First of all, it’s always a good idea to get checked out by your health care provider to make sure no serious damage has occurred. If you have extreme pain or you think you may have broken a bone or torn something, see a doctor immediately!
But if you’re pretty sure it’s a sprain or strain, then follow these suggestions:
R = Rest
As soon as you’re hurt, stop your activity, and rest as much as possible for the first 2 days. The old “no pain, no gain” philosophy doesn’t work here. Pushing through the pain with certain injuries, like a moderate to severe ankle or knee sprain, can make the damage worse and delay your recovery. Doctors say you should avoid putting weight on the injured area for 24 to 48 hours. Resting also helps prevent further bruising.

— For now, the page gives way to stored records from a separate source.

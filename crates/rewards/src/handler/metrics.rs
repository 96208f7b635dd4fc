use crate::state::AppState;
use axum::{
    extract::Extension,
    http::{StatusCode, header},
    response::IntoResponse,
    routing::get,
};
use prometheus_client::{encoding::text::encode, registry::Registry};
use shared::errors::{AppErrorHttp, ServiceError};
use std::sync::Arc;
use utoipa_axum::router::OpenApiRouter;

const OPENMETRICS_CONTENT_TYPE: &str = "application/openmetrics-text; version=1.0.0; charset=utf-8";

#[utoipa::path(
    get,
    path = "/metrics",
    tag = "Metrics",
    responses((status = 200, description = "Prometheus metrics", body = String))
)]
pub async fn get_metrics(
    Extension(registry): Extension<Arc<Registry>>,
) -> Result<impl IntoResponse, AppErrorHttp> {
    let mut body = String::new();

    encode(&mut body, &registry).map_err(|e| {
        AppErrorHttp(ServiceError::Internal(format!("Failed to encode metrics: {e}")))
    })?;

    Ok((
        StatusCode::OK,
        [(header::CONTENT_TYPE, OPENMETRICS_CONTENT_TYPE)],
        body,
    ))
}

pub fn metrics_routes(app_state: Arc<AppState>) -> OpenApiRouter {
    OpenApiRouter::new()
        .route("/metrics", get(get_metrics))
        .layer(Extension(app_state.registry.clone()))
}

I = Ice the area immediately!
I recommend crushed ice vs. a cold pack because you can cover more surface area and the cold lasts longer. Cover the injured area with ice in a bag for 20 minutes each hour.
After the first 24 hours, you can alternate between ice and heat, if you like. Ice reduces the swelling and helps with pain. Heat brings circulation to the area and sometimes feels good.
C = Compression
Wrap an ACE bandage around the injured area to compress it. Compression wrapping reduces the swelling and keeps blood moving more efficiently in the injured area. An ACE bandage is also helpful because it creates a layer of fabric between the ice and your skin, still making the ice effective.
E = Elevate
Elevate your injured body part heart-level or above if possible. You have have your leg on a chair if you’re sitting at work. Elevating an injured body part helps blood and fluid flow away from the injured area. This is helpful because it can help reduce swelling. Reducing your swelling can also decrease the inflammation and pain of your injury.